Variable Deterioration in Cortical Function During Insulin-induced Hypoglycemia

Abstract

Cortical function during insulin-induced hypoglycemia was studied in 14 normal controls and 12 type I diabetic patients by measuring the reaction time to a visual stimulus. Each subject was studied on two occasions, during insulin-induced hypoglycemia and under euglycemic conditions. The mean reaction time during euglycemic conditions was 260 ± 6 ms in the controls and 309 ± 11 ms in the diabetic subjects (P < 0.001) and did not change significantly over a 2-h period. Intravenous (i.v.) insulin administration to both groups of subjects resulted in similar reductions in glucose concentrations, which were maintained below 50 mg/dl for at least 30 min.

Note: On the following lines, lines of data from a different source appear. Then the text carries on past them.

//! Master and workers on the simulated [`labrpc`] network.
//!
//! Node ids on the network double as master and worker addresses.

use std::sync::Arc;

use anyhow::Result;
use async_trait::async_trait;
use futures::Future;
use labrpc::NetworkHandle;
use log::info;

use crate::registry::MasterEndpoint;
use crate::transport::WorkerTransport;
use crate::{
    DoTaskArgs, Master, MasterClient, MasterServer, MasterService, Worker, WorkerClient,
    WorkerServer, WorkerService,
};

/// Reaches workers through the network.
#[derive(Clone)]
pub struct LabTransport {
    net: NetworkHandle,
}

impl LabTransport {
    pub fn new(net: NetworkHandle) -> Self {
        Self { net }
    }
}

#[async_trait]
impl WorkerTransport for LabTransport {
    async fn do_task(&self, worker: &str, args: DoTaskArgs) -> Result<()> {
        self.net.client::<WorkerClient>(worker).do_task(args).await
    }

    async fn shutdown(&self, worker: &str) -> Result<usize> {
        self.net.client::<WorkerClient>(worker).shutdown().await
    }

    async fn re_register(&self, worker: &str, master: &str) -> Result<()> {
        self.net
            .client::<WorkerClient>(worker)
            .re_register(master.to_owned())
            .await
    }
}

#[async_trait]
impl MasterService for MasterEndpoint {
    async fn register(&mut self, worker: String) -> Result<()> {
        self.register_worker(worker).await
    }
}

/// A [`Worker`] served on the network.
#[derive(Clone)]
pub struct LabWorker {
    worker: Arc<Worker>,
    net: NetworkHandle,
}

#[async_trait]
impl WorkerService for LabWorker {
    async fn do_task(&mut self, args: DoTaskArgs) -> Result<()> {
        self.worker.do_task(args).await
    }

    async fn shutdown(&mut self) -> Result<usize> {
        Ok(self.worker.shutdown())
    }

    async fn re_register(&mut self, master: String) -> Result<()> {
        self.worker.set_master(master).await;
        join(&self.worker, &self.net).await
    }
}

/// Put the registration endpoint of `master` on the network under the
/// master's address. The returned future serves it.
pub fn serve_master(net: &NetworkHandle, master: &Master) -> impl Future<Output = ()> {
    let endpoint = master.endpoint();
    let (_, server) = net.register_service::<MasterServer<MasterEndpoint>, MasterClient, _, _>(
        master.address().to_owned(),
        move || endpoint.clone(),
    );
    server
}

/// Put `worker` on the network under its address. The returned future serves
/// it until the worker is shut down.
pub fn serve_worker(net: &NetworkHandle, worker: Arc<Worker>) -> impl Future<Output = ()> {
    let svc = LabWorker {
        worker: worker.clone(),
        net: net.clone(),
    };
    let (_, server) = net.register_service::<WorkerServer<LabWorker>, WorkerClient, _, _>(
        worker.address().to_owned(),
        move || svc.clone(),
    );
    async move {
        tokio::select! {
            _ = server => {}
            _ = worker.stopped() => info!("{} stopped serving", worker.address()),
        }
    }
}

/// Register `worker` with the master it currently reports to.
pub async fn join(worker: &Worker, net: &NetworkHandle) -> Result<()> {
    let master = worker.master().await;
    info!("{}: registering with {}", worker.address(), master);
    net.client::<MasterClient>(master)
        .register(worker.address().to_owned())
        .await
}
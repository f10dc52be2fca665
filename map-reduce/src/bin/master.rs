use std::path::PathBuf;
use std::sync::Arc;
use std::time::Duration;

use anyhow::{bail, Result};
use log::{info, warn};
use structopt::StructOpt;

use map_reduce::net::{serve_master, TcpTransport};
use map_reduce::{Job, JobStatus, Master, MasterConfig};

#[derive(StructOpt, Debug)]
#[structopt(name = env!("CARGO_PKG_NAME"), version = env!("CARGO_PKG_VERSION"), about = env!("CARGO_PKG_DESCRIPTION"), author = env!("CARGO_PKG_AUTHORS"))]
struct Opt {
    /// Address to serve registrations on, as seen by workers
    #[structopt(short, long, default_value = "127.0.0.1:9999")]
    address: String,

    /// Timeout in seconds used for communication with workers
    #[structopt(short, long, default_value = "10")]
    timeout: u64,

    /// Files to process
    #[structopt(name = "FILE", required = true)]
    files: Vec<String>,

    /// Job name; a restarted master resumes a job of the same name
    #[structopt(long, default_value = "wc")]
    job: String,

    #[structopt(long, default_value = "10")]
    nreduce: usize,

    /// Directory of the task log and the worker log
    #[structopt(long, default_value = ".", parse(from_os_str))]
    log_dir: PathBuf,

    /// Directory for intermediate and result files, shared with the workers
    #[structopt(long, default_value = "target", parse(from_os_str))]
    dir: PathBuf,
}

#[tokio::main]
async fn main() -> Result<()> {
    pretty_env_logger::init();

    let opt = Opt::from_args();
    let timeout = Duration::from_secs(opt.timeout);
    let config = MasterConfig {
        address: opt.address,
        log_dir: opt.log_dir,
        work_dir: opt.dir,
        dispatch_timeout: timeout,
    };
    let job = Job::new(opt.job, opt.files, opt.nreduce);
    let m = Master::distributed(config, job, Arc::new(TcpTransport::new(timeout)))?;
    tokio::spawn(serve_master(m.address().to_owned(), m.endpoint()).await?);
    m.start();

    {
        let m = m.clone();
        tokio::spawn(async move {
            if tokio::signal::ctrl_c().await.is_ok() {
                warn!("interrupted");
                m.abort();
            }
        });
    }

    match m.wait().await {
        JobStatus::Done => {
            info!("workers processed {:?} tasks", m.stats());
            info!("result in {}", m.result_path().display());
            Ok(())
        }
        status => bail!("job ended with {:?}", status),
    }
}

Under these conditions, the reaction time increased significantly (mean increase 104 ± 37 ms [P < 0.02] in the controls and 75 ± 28 ms [P < 0.02] in the diabetic subjects). However, significant variability in responsiveness was observed in individual subjects. Three of the 14 controls and 4 of the 12 diabetic subjects showed no significant change in reaction time during hypoglycemia, while the remainder demonstrated significant increases. Individual differences were not correlated with severity or duration of hypoglycemia or counterregulatory hormone responses. The maximum increase in reaction time occurred as long as 60 min after the nadir glucose and returned to baseline 10–40 min after normalization (> 60 mg/dl) of the plasma glucose level. Subjective awareness of hypoglycemia was unrelated to the change in reaction time. These studies demonstrate that: (1) the reaction time to a visual stimulus is an objective, reproducible measure of cortical function during insulin-induced hypoglycemia; (2) control and diabetic subjects demonstrate variable sensitivity to the effects of hypoglycemia on cortical function, which is unrelated to the counterregulatory hormone responses; (3) the deterioration of cortical function observed during induction of hypoglycemia and the recovery of cortical function after euglycemia is restored may lag behind the changes in plasma glucose level (these findings help explain the frequently observed lack of correlation between the neurologic effects of hypoglycemia and simultaneous peripheral glucose levels); and (4) individual differences in cortical sensitivity as reflected by the reaction time response to hypoglycemia may parallel the variable clinical picture associated with hypoglycemia in insulin-treated diabetic subjects.